[Task requirements]: Pull each line holding the word "TaxError" from the data.

[Task material]:
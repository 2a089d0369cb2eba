use crate::calculator::DailyTax;
use crate::calendars::Cal;
use crate::fees::FeeSchedule;
use crate::json::JSON;
use crate::rules::TaxRules;
use crate::vehicles::{VehicleCategory, VehicleExemptionSet};

impl JSON for Cal {}
impl JSON for FeeSchedule {}
impl JSON for VehicleCategory {}
impl JSON for VehicleExemptionSet {}
impl JSON for TaxRules {}
impl JSON for DailyTax {}

#[cfg(test)]
mod tests {
    use super::*;
    use crate::calendars::{get_calendar_by_name, nd};
    use crate::error::TaxError;
    use crate::fees::FeeBand;

    #[test]
    fn test_cal_json() {
        let hols = vec![nd(2013, 6, 20), nd(2013, 6, 21)];
        let cal = Cal::try_new(hols, vec![5, 6]).unwrap();
        let js = cal.to_json().unwrap();
        let cal2 = Cal::from_json(&js).unwrap();
        assert_eq!(cal, cal2);
    }

    #[test]
    fn test_named_cal_json() {
        let cal = get_calendar_by_name("gbg").unwrap();
        let js = cal.to_json().unwrap();
        assert_eq!(Cal::from_json(&js).unwrap(), cal);
    }

    #[test]
    fn test_fee_schedule_json() {
        let s = FeeSchedule::gothenburg().unwrap();
        let js = s.to_json().unwrap();
        assert_eq!(FeeSchedule::from_json(&js).unwrap(), s);
    }

    #[test]
    fn test_fee_schedule_json_rejects_overlap() {
        let bad = FeeSchedule {
            bands: vec![
                FeeBand::try_new((7, 0), (8, 0), 10).unwrap(),
                FeeBand::try_new((7, 30), (9, 0), 5).unwrap(),
            ],
        };
        let js = bad.to_json().unwrap();
        assert!(matches!(FeeSchedule::from_json(&js), Err(TaxError::Json(_))));
    }

    #[test]
    fn test_vehicle_category_json() {
        let js = VehicleCategory::Diplomat.to_json().unwrap();
        assert_eq!(js, "\"Diplomat\"");
        assert_eq!(VehicleCategory::from_json(&js).unwrap(), VehicleCategory::Diplomat);
    }

    #[test]
    fn test_exemptions_json() {
        let set = VehicleExemptionSet::default();
        let js = set.to_json().unwrap();
        assert_eq!(VehicleExemptionSet::from_json(&js).unwrap(), set);
    }

    #[test]
    fn test_tax_rules_json_rejects_window() {
        let mut rules = TaxRules::gothenburg_2013().unwrap();
        rules.window_minutes = -5;
        let js = rules.to_json().unwrap();
        assert!(TaxRules::from_json(&js).is_err());
    }
}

[Answer below]:
    use crate::error::TaxError;
        assert!(matches!(FeeSchedule::from_json(&js), Err(TaxError::Json(_))));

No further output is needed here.